The term "film noir," French in origin and meaning "dark film," pertains to films made between, roughly, the mid-1940s and mid-1950s, set mostly at night, with dark shadows, dark motives and, often, murder. They're populated by femmes fatales, guileless men who are snared in their webs and gumshoes. It's "a world that is humorless, merciless, unforgiving," says Palm Springs festival co-director and contemporary noir author Art Lyons.

The great dames of noir films who are still alive and kicking, including Russell and Ann Savage, were happy to go to Palm Springs for another ride around the block, as Billy Wilder wrote for an exchange between Barbara Stanwyck and Fred MacMurray in "Double Indemnity," one of the most famous bits of noir dialogue.

For the generation who made the films, the work wasn't film noir, it was just another picture; it was a gig, not a genre.

"What's film noir? You tell me what film noir is," actress Beverly Garland said, laughing, at the opening night bash at the Deck, a restaurant overlooking Palm Springs' main drag, Palm Canyon Drive. Garland, looking swell in a black pantsuit and a short blond cut, starred in "D.O.A.," a 1950 black-and-white mystery with a poisoned Edmond O'Brien searching for his killer.

Russell, who starred in noir potboilers for RKO, many of them with sneering costar Robert Mitchum, also couldn't come up with a tag. Savage, who starred in what was possibly the lowest-budget B-grade film noir of them all, "Detour," came closest: "filled with downers, out of luck." Savage reports she's still in demand because of the popularity of "Detour," made in 1945 and shown at the festival this week. "I have five or six interviews coming up. And one is on the table that I haven't gotten back to," says the actress, 81.

Film noir's heyday ended nearly half a century ago, and the mean age of the stars tops 75. Many of the films are difficult to find. The genre was largely based on crime, mystery or pulp fiction, the lowest pecking order on the Hollywood grid of the golden age, when women's pictures, musicals and prestige dramas ruled. Noir films were often low-budget independents, especially into the '50s. Rights are murky, and the films have not been preserved and are disintegrating or lost.

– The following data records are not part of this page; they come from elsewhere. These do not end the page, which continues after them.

/// Draggable plot widgets: zoom boxes, range pins and 2D cursors
///
/// A widget carries both its data value and its pixel extent. Pins are
/// one-pixel-wide handles on the slider bands around the plot; zoom boxes
/// span the rectangle being dragged out.
use serde::{Deserialize, Serialize};

#[derive(Debug, Clone, Copy, PartialEq, Eq, Hash, Serialize, Deserialize)]
pub enum WidgetKind {
    ZoomBox1D,
    Pin1Dx0,
    Pin1Dx1,
    Pin1Dx01,
    Pin1Dy0,
    Pin1Dy1,
    Pin1Dy01,
    ZoomBox2D,
    Cur2Dx0,
    Cur2Dx1,
    Cur2Dy,
}

impl WidgetKind {
    pub fn is_pin(self) -> bool {
        matches!(
            self,
            WidgetKind::Pin1Dx0
                | WidgetKind::Pin1Dx1
                | WidgetKind::Pin1Dx01
                | WidgetKind::Pin1Dy0
                | WidgetKind::Pin1Dy1
                | WidgetKind::Pin1Dy01
        )
    }

    pub fn is_cursor(self) -> bool {
        matches!(self, WidgetKind::Cur2Dx0 | WidgetKind::Cur2Dx1 | WidgetKind::Cur2Dy)
    }

    pub fn is_x_type(self) -> bool {
        matches!(
            self,
            WidgetKind::Pin1Dx0
                | WidgetKind::Pin1Dx1
                | WidgetKind::Pin1Dx01
                | WidgetKind::Cur2Dx0
                | WidgetKind::Cur2Dx1
        )
    }

    pub fn is_2d(self) -> bool {
        matches!(
            self,
            WidgetKind::ZoomBox2D | WidgetKind::Cur2Dx0 | WidgetKind::Cur2Dx1 | WidgetKind::Cur2Dy
        )
    }

    pub fn is_zoom_box(self) -> bool {
        matches!(self, WidgetKind::ZoomBox1D | WidgetKind::ZoomBox2D)
    }
}

impl std::fmt::Display for WidgetKind {
    fn fmt(&self, f: &mut std::fmt::Formatter<'_>) -> std::fmt::Result {
        match self {
            WidgetKind::ZoomBox1D => write!(f, "zoomBox1D"),
            WidgetKind::Pin1Dx0 => write!(f, "pin1Dx0"),
            WidgetKind::Pin1Dx1 => write!(f, "pin1Dx1"),
            WidgetKind::Pin1Dx01 => write!(f, "pin1Dx01"),
            WidgetKind::Pin1Dy0 => write!(f, "pin1Dy0"),
            WidgetKind::Pin1Dy1 => write!(f, "pin1Dy1"),
            WidgetKind::Pin1Dy01 => write!(f, "pin1Dy01"),
            WidgetKind::ZoomBox2D => write!(f, "zoomBox2D"),
            WidgetKind::Cur2Dx0 => write!(f, "cur2Dx0"),
            WidgetKind::Cur2Dx1 => write!(f, "cur2Dx1"),
            WidgetKind::Cur2Dy => write!(f, "cur2Dy"),
        }
    }
}

#[derive(Debug, Clone, PartialEq, Serialize, Deserialize)]
pub struct PlotWidget {
    pub kind: WidgetKind,
    pub x: f64,
    pub y: f64,
    pub x_pixel0: i32,
    pub y_pixel0: i32,
    pub x_pixel1: i32,
    pub y_pixel1: i32,
    pub enabled: bool,
}

impl PlotWidget {
    pub fn new(kind: WidgetKind) -> Self {
        Self {
            kind,
            x: 0.0,
            y: 0.0,
            x_pixel0: 0,
            y_pixel0: 0,
            x_pixel1: 0,
            y_pixel1: 0,
            enabled: true,
        }
    }

    /// Pointer within `tolerance` pixels of the handle in both axes.
    pub fn selected(&self, x_pixel: i32, y_pixel: i32, tolerance: i32) -> bool {
        self.enabled
            && (x_pixel - self.x_pixel0).abs() < tolerance
            && (y_pixel - self.y_pixel0).abs() < tolerance
    }

    pub fn set_x(&mut self, x: f64, x_pixel: i32) {
        self.x = x;
        self.x_pixel0 = x_pixel;
        self.x_pixel1 = x_pixel;
    }

    pub fn set_y(&mut self, y: f64, y_pixel: i32) {
        self.y = y;
        self.y_pixel0 = y_pixel;
        self.y_pixel1 = y_pixel;
    }

    /// Data value along the widget's own axis.
    pub fn value(&self) -> f64 {
        if self.kind.is_x_type() {
            self.x
        } else {
            self.y
        }
    }

    /// Collapse a zoom box onto its start point.
    pub fn collapse(&mut self) {
        self.x_pixel1 = self.x_pixel0;
        self.y_pixel1 = self.y_pixel0;
    }

    pub fn is_collapsed(&self) -> bool {
        self.x_pixel1 == self.x_pixel0
    }
}

impl std::fmt::Display for PlotWidget {
    fn fmt(&self, f: &mut std::fmt::Formatter<'_>) -> std::fmt::Result {
        if self.kind.is_pin() {
            write!(
                f,
                "{} x={}/{} y={}/{}",
                self.kind, self.x, self.x_pixel0, self.y, self.y_pixel0
            )
        } else {
            write!(
                f,
                "{} {} {} / {} {}",
                self.kind, self.x_pixel0, self.y_pixel0, self.x_pixel1, self.y_pixel1
            )
        }
    }
}

/// The widget set of one graph set
#[derive(Debug, Clone, Serialize, Deserialize)]
pub struct Widgets {
    pub zoom_box_1d: PlotWidget,
    pub pin_x0: PlotWidget,
    pub pin_x1: PlotWidget,
    pub pin_x01: PlotWidget,
    pub pin_y0: PlotWidget,
    pub pin_y1: PlotWidget,
    pub pin_y01: PlotWidget,
    pub zoom_box_2d: PlotWidget,
    pub cur_2d_x0: PlotWidget,
    pub cur_2d_x1: PlotWidget,
    pub cur_2d_y: PlotWidget,
}

impl Default for Widgets {
    fn default() -> Self {
        Self {
            zoom_box_1d: PlotWidget::new(WidgetKind::ZoomBox1D),
            pin_x0: PlotWidget::new(WidgetKind::Pin1Dx0),
            pin_x1: PlotWidget::new(WidgetKind::Pin1Dx1),
            pin_x01: PlotWidget::new(WidgetKind::Pin1Dx01),
            pin_y0: PlotWidget::new(WidgetKind::Pin1Dy0),
            pin_y1: PlotWidget::new(WidgetKind::Pin1Dy1),
            pin_y01: PlotWidget::new(WidgetKind::Pin1Dy01),
            zoom_box_2d: PlotWidget::new(WidgetKind::ZoomBox2D),
            cur_2d_x0: PlotWidget::new(WidgetKind::Cur2Dx0),
            cur_2d_x1: PlotWidget::new(WidgetKind::Cur2Dx1),
            cur_2d_y: PlotWidget::new(WidgetKind::Cur2Dy),
        }
    }
}

impl Widgets {
    pub fn get(&self, kind: WidgetKind) -> &PlotWidget {
        match kind {
            WidgetKind::ZoomBox1D => &self.zoom_box_1d,
            WidgetKind::Pin1Dx0 => &self.pin_x0,
            WidgetKind::Pin1Dx1 => &self.pin_x1,
            WidgetKind::Pin1Dx01 => &self.pin_x01,
            WidgetKind::Pin1Dy0 => &self.pin_y0,
            WidgetKind::Pin1Dy1 => &self.pin_y1,
            WidgetKind::Pin1Dy01 => &self.pin_y01,
            WidgetKind::ZoomBox2D => &self.zoom_box_2d,
            WidgetKind::Cur2Dx0 => &self.cur_2d_x0,
            WidgetKind::Cur2Dx1 => &self.cur_2d_x1,
            WidgetKind::Cur2Dy => &self.cur_2d_y,
        }
    }

    pub fn get_mut(&mut self, kind: WidgetKind) -> &mut PlotWidget {
        match kind {
            WidgetKind::ZoomBox1D => &mut self.zoom_box_1d,
            WidgetKind::Pin1Dx0 => &mut self.pin_x0,
            WidgetKind::Pin1Dx1 => &mut self.pin_x1,
            WidgetKind::Pin1Dx01 => &mut self.pin_x01,
            WidgetKind::Pin1Dy0 => &mut self.pin_y0,
            WidgetKind::Pin1Dy1 => &mut self.pin_y1,
            WidgetKind::Pin1Dy01 => &mut self.pin_y01,
            WidgetKind::ZoomBox2D => &mut self.zoom_box_2d,
            WidgetKind::Cur2Dx0 => &mut self.cur_2d_x0,
            WidgetKind::Cur2Dx1 => &mut self.cur_2d_x1,
            WidgetKind::Cur2Dy => &mut self.cur_2d_y,
        }
    }

    /// Widgets in hit-test order; 2D widgets only while an image is shown.
    pub fn active(&self, with_2d: bool) -> Vec<&PlotWidget> {
        let mut out = vec![
            &self.zoom_box_1d,
            &self.pin_x0,
            &self.pin_x01,
            &self.pin_x1,
            &self.pin_y0,
            &self.pin_y01,
            &self.pin_y1,
        ];
        if with_2d {
            out.extend([&self.zoom_box_2d, &self.cur_2d_x0, &self.cur_2d_x1, &self.cur_2d_y]);
        }
        out
    }

    /// First selectable pin or cursor under the pointer.
    pub fn find(&self, x_pixel: i32, y_pixel: i32, tolerance: i32, with_2d: bool) -> Option<WidgetKind> {
        self.active(with_2d)
            .into_iter()
            .filter(|w| w.kind.is_pin() || w.kind.is_cursor())
            .find(|w| w.selected(x_pixel, y_pixel, tolerance))
            .map(|w| w.kind)
    }

    pub fn collapse_zoom_boxes(&mut self) {
        self.zoom_box_1d.collapse();
        self.zoom_box_2d.collapse();
    }
}

#[cfg(test)]
mod tests {
    use super::*;

    #[test]
    fn test_kind_flags() {
        assert!(WidgetKind::Pin1Dx01.is_pin());
        assert!(WidgetKind::Pin1Dx01.is_x_type());
        assert!(!WidgetKind::Pin1Dy0.is_x_type());
        assert!(WidgetKind::Cur2Dy.is_cursor());
        assert!(WidgetKind::Cur2Dy.is_2d());
        assert!(!WidgetKind::ZoomBox1D.is_pin());
        assert_eq!(WidgetKind::ZoomBox2D.to_string(), "zoomBox2D");
    }

    #[test]
    fn test_selection_tolerance() {
        let mut w = PlotWidget::new(WidgetKind::Pin1Dx0);
        w.set_x(1.5, 100);
        w.y_pixel0 = 20;
        assert!(w.selected(104, 16, 5));
        assert!(!w.selected(105, 20, 5));
        w.enabled = false;
        assert!(!w.selected(100, 20, 5));
    }

    #[test]
    fn test_find_skips_zoom_box() {
        let mut ws = Widgets::default();
        ws.zoom_box_1d.x_pixel0 = 50;
        ws.zoom_box_1d.y_pixel0 = 50;
        ws.pin_x1.set_x(2.0, 200);
        ws.pin_x1.y_pixel0 = 25;
        ws.pin_x0.x_pixel0 = -100;
        ws.pin_x01.x_pixel0 = -100;
        ws.pin_y0.x_pixel0 = -100;
        ws.pin_y01.x_pixel0 = -100;
        ws.pin_y1.x_pixel0 = -100;
        assert_eq!(ws.find(50, 50, 5, false), None);
        assert_eq!(ws.find(201, 26, 5, false), Some(WidgetKind::Pin1Dx1));
        assert_eq!(ws.get(WidgetKind::Pin1Dx1).value(), 2.0);
    }
}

The festival's opening film was the rarely seen 1950 "His Kind of Woman," with Mitchum and Russell snarling and leering their way through the elaborately scripted mystery. "That doesn't exist on film anymore," says Lyons. "We went to Swank [Motion Pictures Inc.] first, who has the rights, but they didn't have the film. We traced the film to Warners, who listed it as being in their vaults at the UCLA Archives in 16-millimeter. They ran it and it disintegrated. So we had to splice together three videos to run it."

Spillane, decked out in a sports coat and porkpie hat, arrived opening night in a vintage 1920s car at the Camelot Theatre, the city's largest film auditorium. The 550 seats were sold out.

Spillane, who played his own character, Mike Hammer, in the 1963 "The Girl Hunters," hasn't lost his moxie, as they used to say. Palm Springs Life wanted to feature him on its cover flanked by some of the famous noir actresses. Spillane balked. "He didn't want to be seen with older women," says Craig Prater, the festival's co-director. Instead, the June issue features Spillane, 84, surrounded by a bevy of twentysomethings.

Fleming, a major philanthropist, could not be more different from her vamp screen persona. Sweet and demure, she was on the money about "Slightly Scarlet," a potboiler directed by Allan Dwan. "It's corny, isn't it? I haven't seen it in years," she told noir expert and author Eddie Muller during the question-answer session that followed the film last week. "I didn't know it was a comedy," she joked.